- [What to produce]:
Down to the last character, repeat the entries beneath this task.

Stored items
..............................

use std::collections::HashMap;
use std::ops::Range;

pub const MIN_COLUMN_WIDTH: f32 = 80.0;
pub const DEFAULT_COLUMN_WIDTH: f32 = 124.0;

#[derive(Clone, Copy, Debug, PartialEq)]
pub enum ResizeState {
    Idle,
    Resizing {
        column: usize,
        start_x: f32,
        start_width: f32,
    },
}

/// Per-column pixel widths plus the drag that may be adjusting one of them.
///
/// Columns are 0-based here. Widths are only written while a drag is active
/// and never drop below [`MIN_COLUMN_WIDTH`].
#[derive(Clone, Debug)]
pub struct ColumnResize {
    widths: HashMap<usize, f32>,
    default_width: f32,
    state: ResizeState,
}

impl ColumnResize {
    pub fn new(default_width: f32) -> Self {
        Self {
            widths: HashMap::new(),
            default_width: default_width.max(MIN_COLUMN_WIDTH),
            state: ResizeState::Idle,
        }
    }

    pub fn get_column_width(&self, column: usize) -> f32 {
        self.widths.get(&column).copied().unwrap_or(self.default_width)
    }

    /// Total width of a run of columns, used for headers spanning a group.
    pub fn span_width(&self, columns: Range<usize>) -> f32 {
        columns.map(|column| self.get_column_width(column)).sum()
    }

    pub fn resizing_column(&self) -> Option<usize> {
        match self.state {
            ResizeState::Resizing { column, .. } => Some(column),
            ResizeState::Idle => None,
        }
    }

    pub fn is_resizing(&self) -> bool {
        self.resizing_column().is_some()
    }

    /// Begin dragging `column` from pointer position `start_x`.
    /// A drag already in progress is abandoned.
    pub fn start_resize(&mut self, column: usize, start_x: f32) {
        if let Some(previous) = self.resizing_column() {
            log::debug!("abandoning resize of column {} for column {}", previous, column);
        }
        self.state = ResizeState::Resizing {
            column,
            start_x,
            start_width: self.get_column_width(column),
        };
    }

    /// Apply the pointer position of a drag. Returns the width written, if any.
    pub fn handle_resize(&mut self, current_x: f32) -> Option<f32> {
        let ResizeState::Resizing {
            column,
            start_x,
            start_width,
        } = self.state
        else {
            return None;
        };
        Some(self.set_column_width(column, start_width + (current_x - start_x)))
    }

    fn set_column_width(&mut self, column: usize, width: f32) -> f32 {
        let width = width.max(MIN_COLUMN_WIDTH);
        self.widths.insert(column, width);
        width
    }

    /// End the drag. Returns the column that was being resized.
    pub fn stop_resize(&mut self) -> Option<usize> {
        let column = self.resizing_column();
        self.state = ResizeState::Idle;
        column
    }
}

impl Default for ColumnResize {
    fn default() -> Self {
        Self::new(DEFAULT_COLUMN_WIDTH)
    }
}

#[cfg(test)]
mod tests {
    use super::*;

    #[test]
    fn unset_columns_use_default() {
        let resize = ColumnResize::new(124.0);
        assert_eq!(resize.get_column_width(0), 124.0);
        assert_eq!(resize.get_column_width(42), 124.0);
        assert!(!resize.is_resizing());
    }

    #[test]
    fn shrinking_below_floor_clamps_to_80() {
        let mut resize = ColumnResize::new(124.0);
        resize.start_resize(3, 100.0);
        assert_eq!(resize.handle_resize(50.0), Some(80.0));
        resize.stop_resize();
        assert_eq!(resize.get_column_width(3), 80.0);
    }

    #[test]
    fn growing_has_no_upper_bound() {
        let mut resize = ColumnResize::new(124.0);
        resize.start_resize(0, 10.0);
        resize.handle_resize(5_010.0);
        assert_eq!(resize.get_column_width(0), 5_124.0);
    }

    #[test]
    fn only_net_delta_matters() {
        let mut resize = ColumnResize::new(124.0);
        resize.start_resize(2, 200.0);
        for x in [400.0, 20.0, -300.0, 260.0, 199.0, 236.0] {
            resize.handle_resize(x);
        }
        resize.stop_resize();
        assert_eq!(resize.get_column_width(2), 160.0);

        // Same net delta, ending below the floor.
        resize.start_resize(4, 200.0);
        for x in [900.0, 150.0] {
            resize.handle_resize(x);
        }
        resize.stop_resize();
        assert_eq!(resize.get_column_width(4), 80.0);
    }

    #[test]
    fn second_drag_starts_from_resized_width() {
        let mut resize = ColumnResize::new(124.0);
        resize.start_resize(1, 0.0);
        resize.handle_resize(26.0);
        resize.stop_resize();

        resize.start_resize(1, 500.0);
        assert_eq!(resize.resizing_column(), Some(1));
        assert_eq!(resize.handle_resize(450.0), Some(100.0));
        assert_eq!(resize.get_column_width(1), 100.0);
    }

    #[test]
    fn pointer_moves_while_idle_do_nothing() {
        let mut resize = ColumnResize::new(124.0);
        assert_eq!(resize.handle_resize(300.0), None);
        resize.start_resize(0, 0.0);
        assert_eq!(resize.stop_resize(), Some(0));
        assert_eq!(resize.handle_resize(300.0), None);
        assert_eq!(resize.get_column_width(0), 124.0);
    }

    #[test]
    fn only_targeted_column_changes() {
        let mut resize = ColumnResize::new(124.0);
        resize.start_resize(5, 0.0);
        resize.handle_resize(40.0);
        resize.stop_resize();
        for column in 0..10 {
            let expected = if column == 5 { 164.0 } else { 124.0 };
            assert_eq!(resize.get_column_width(column), expected);
        }
    }

    #[test]
    fn starting_a_new_drag_replaces_the_active_one() {
        let mut resize = ColumnResize::new(124.0);
        resize.start_resize(1, 0.0);
        resize.start_resize(2, 0.0);
        assert_eq!(resize.resizing_column(), Some(2));
        resize.handle_resize(10.0);
        assert_eq!(resize.get_column_width(1), 124.0);
        assert_eq!(resize.get_column_width(2), 134.0);
    }

    #[test]
    fn widths_are_written_only_during_a_drag() {
        let mut resize = ColumnResize::new(124.0);
        assert_eq!(resize.handle_resize(-500.0), None);
        resize.start_resize(0, 0.0);
        assert_eq!(resize.handle_resize(-500.0), Some(80.0));
        resize.stop_resize();
        assert_eq!(resize.handle_resize(900.0), None);
        assert_eq!(resize.get_column_width(0), 80.0);
    }

    #[test]
    fn default_below_floor_is_raised() {
        let resize = ColumnResize::new(10.0);
        assert_eq!(resize.get_column_width(0), MIN_COLUMN_WIDTH);
    }

    #[test]
    fn span_width_sums_columns() {
        let mut resize = ColumnResize::new(124.0);
        resize.start_resize(1, 0.0);
        resize.handle_resize(-24.0);
        resize.stop_resize();
        assert_eq!(resize.span_width(0..3), 348.0);
        assert_eq!(resize.span_width(3..3), 0.0);
    }

    #[test]
    fn press_and_release_without_moving_keeps_width() {
        let mut resize = ColumnResize::new(124.0);
        resize.start_resize(3, 410.0);
        assert_eq!(resize.stop_resize(), Some(3));
        assert!(!resize.is_resizing());
        assert_eq!(resize.handle_resize(10.0), None);
        assert_eq!(resize.get_column_width(3), 124.0);
        // A second release from the window listener is harmless.
        assert_eq!(resize.stop_resize(), None);
    }
}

..............................

- [Task result]:
use std::collections::HashMap;
use std::ops::Range;

pub const MIN_COLUMN_WIDTH: f32 = 80.0;
pub const DEFAULT_COLUMN_WIDTH: f32 = 124.0;

#[derive(Clone, Copy, Debug, PartialEq)]
pub enum ResizeState {
    Idle,
    Resizing {
        column: usize,
        start_x: f32,
        start_width: f32,
    },
}

/// Per-column pixel widths plus the drag that may be adjusting one of them.
///
/// Columns are 0-based here. Widths are only written while a drag is active
/// and never drop below [`MIN_COLUMN_WIDTH`].
#[derive(Clone, Debug)]
pub struct ColumnResize {
    widths: HashMap<usize, f32>,
    default_width: f32,
    state: ResizeState,
}

impl ColumnResize {
    pub fn new(default_width: f32) -> Self {
        Self {
            widths: HashMap::new(),
            default_width: default_width.max(MIN_COLUMN_WIDTH),
            state: ResizeState::Idle,
        }
    }

    pub fn get_column_width(&self, column: usize) -> f32 {
        self.widths.get(&column).copied().unwrap_or(self.default_width)
    }

    /// Total width of a run of columns, used for headers spanning a group.
    pub fn span_width(&self, columns: Range<usize>) -> f32 {
        columns.map(|column| self.get_column_width(column)).sum()
    }

    pub fn resizing_column(&self) -> Option<usize> {
        match self.state {
            ResizeState::Resizing { column, .. } => Some(column),
            ResizeState::Idle => None,
        }
    }

    pub fn is_resizing(&self) -> bool {
        self.resizing_column().is_some()
    }

    /// Begin dragging `column` from pointer position `start_x`.
    /// A drag already in progress is abandoned.
    pub fn start_resize(&mut self, column: usize, start_x: f32) {
        if let Some(previous) = self.resizing_column() {
            log::debug!("abandoning resize of column {} for column {}", previous, column);
        }
        self.state = ResizeState::Resizing {
            column,
            start_x,
            start_width: self.get_column_width(column),
        };
    }

    /// Apply the pointer position of a drag. Returns the width written, if any.
    pub fn handle_resize(&mut self, current_x: f32) -> Option<f32> {
        let ResizeState::Resizing {
            column,
            start_x,
            start_width,
        } = self.state
        else {
            return None;
        };
        Some(self.set_column_width(column, start_width + (current_x - start_x)))
    }

    fn set_column_width(&mut self, column: usize, width: f32) -> f32 {
        let width = width.max(MIN_COLUMN_WIDTH);
        self.widths.insert(column, width);
        width
    }

    /// End the drag. Returns the column that was being resized.
    pub fn stop_resize(&mut self) -> Option<usize> {
        let column = self.resizing_column();
        self.state = ResizeState::Idle;
        column
    }
}

impl Default for ColumnResize {
    fn default() -> Self {
        Self::new(DEFAULT_COLUMN_WIDTH)
    }
}

#[cfg(test)]
mod tests {
    use super::*;

    #[test]
    fn unset_columns_use_default() {
        let resize = ColumnResize::new(124.0);
        assert_eq!(resize.get_column_width(0), 124.0);
        assert_eq!(resize.get_column_width(42), 124.0);
        assert!(!resize.is_resizing());
    }

    #[test]
    fn shrinking_below_floor_clamps_to_80() {
        let mut resize = ColumnResize::new(124.0);
        resize.start_resize(3, 100.0);
        assert_eq!(resize.handle_resize(50.0), Some(80.0));
        resize.stop_resize();
        assert_eq!(resize.get_column_width(3), 80.0);
    }

    #[test]
    fn growing_has_no_upper_bound() {
        let mut resize = ColumnResize::new(124.0);
        resize.start_resize(0, 10.0);
        resize.handle_resize(5_010.0);
        assert_eq!(resize.get_column_width(0), 5_124.0);
    }

    #[test]
    fn only_net_delta_matters() {
        let mut resize = ColumnResize::new(124.0);
        resize.start_resize(2, 200.0);
        for x in [400.0, 20.0, -300.0, 260.0, 199.0, 236.0] {
            resize.handle_resize(x);
        }
        resize.stop_resize();
        assert_eq!(resize.get_column_width(2), 160.0);

        // Same net delta, ending below the floor.
        resize.start_resize(4, 200.0);
        for x in [900.0, 150.0] {
            resize.handle_resize(x);
        }
        resize.stop_resize();
        assert_eq!(resize.get_column_width(4), 80.0);
    }

    #[test]
    fn second_drag_starts_from_resized_width() {
        let mut resize = ColumnResize::new(124.0);
        resize.start_resize(1, 0.0);
        resize.handle_resize(26.0);
        resize.stop_resize();

        resize.start_resize(1, 500.0);
        assert_eq!(resize.resizing_column(), Some(1));
        assert_eq!(resize.handle_resize(450.0), Some(100.0));
        assert_eq!(resize.get_column_width(1), 100.0);
    }

    #[test]
    fn pointer_moves_while_idle_do_nothing() {
        let mut resize = ColumnResize::new(124.0);
        assert_eq!(resize.handle_resize(300.0), None);
        resize.start_resize(0, 0.0);
        assert_eq!(resize.stop_resize(), Some(0));
        assert_eq!(resize.handle_resize(300.0), None);
        assert_eq!(resize.get_column_width(0), 124.0);
    }

    #[test]
    fn only_targeted_column_changes() {
        let mut resize = ColumnResize::new(124.0);
        resize.start_resize(5, 0.0);
        resize.handle_resize(40.0);
        resize.stop_resize();
        for column in 0..10 {
            let expected = if column == 5 { 164.0 } else { 124.0 };
            assert_eq!(resize.get_column_width(column), expected);
        }
    }

    #[test]
    fn starting_a_new_drag_replaces_the_active_one() {
        let mut resize = ColumnResize::new(124.0);
        resize.start_resize(1, 0.0);
        resize.start_resize(2, 0.0);
        assert_eq!(resize.resizing_column(), Some(2));
        resize.handle_resize(10.0);
        assert_eq!(resize.get_column_width(1), 124.0);
        assert_eq!(resize.get_column_width(2), 134.0);
    }

    #[test]
    fn widths_are_written_only_during_a_drag() {
        let mut resize = ColumnResize::new(124.0);
        assert_eq!(resize.handle_resize(-500.0), None);
        resize.start_resize(0, 0.0);
        assert_eq!(resize.handle_resize(-500.0), Some(80.0));
        resize.stop_resize();
        assert_eq!(resize.handle_resize(900.0), None);
        assert_eq!(resize.get_column_width(0), 80.0);
    }

    #[test]
    fn default_below_floor_is_raised() {
        let resize = ColumnResize::new(10.0);
        assert_eq!(resize.get_column_width(0), MIN_COLUMN_WIDTH);
    }

    #[test]
    fn span_width_sums_columns() {
        let mut resize = ColumnResize::new(124.0);
        resize.start_resize(1, 0.0);
        resize.handle_resize(-24.0);
        resize.stop_resize();
        assert_eq!(resize.span_width(0..3), 348.0);
        assert_eq!(resize.span_width(3..3), 0.0);
    }

    #[test]
    fn press_and_release_without_moving_keeps_width() {
        let mut resize = ColumnResize::new(124.0);
        resize.start_resize(3, 410.0);
        assert_eq!(resize.stop_resize(), Some(3));
        assert!(!resize.is_resizing());
        assert_eq!(resize.handle_resize(10.0), None);
        assert_eq!(resize.get_column_width(3), 124.0);
        // A second release from the window listener is harmless.
        assert_eq!(resize.stop_resize(), None);
    }
}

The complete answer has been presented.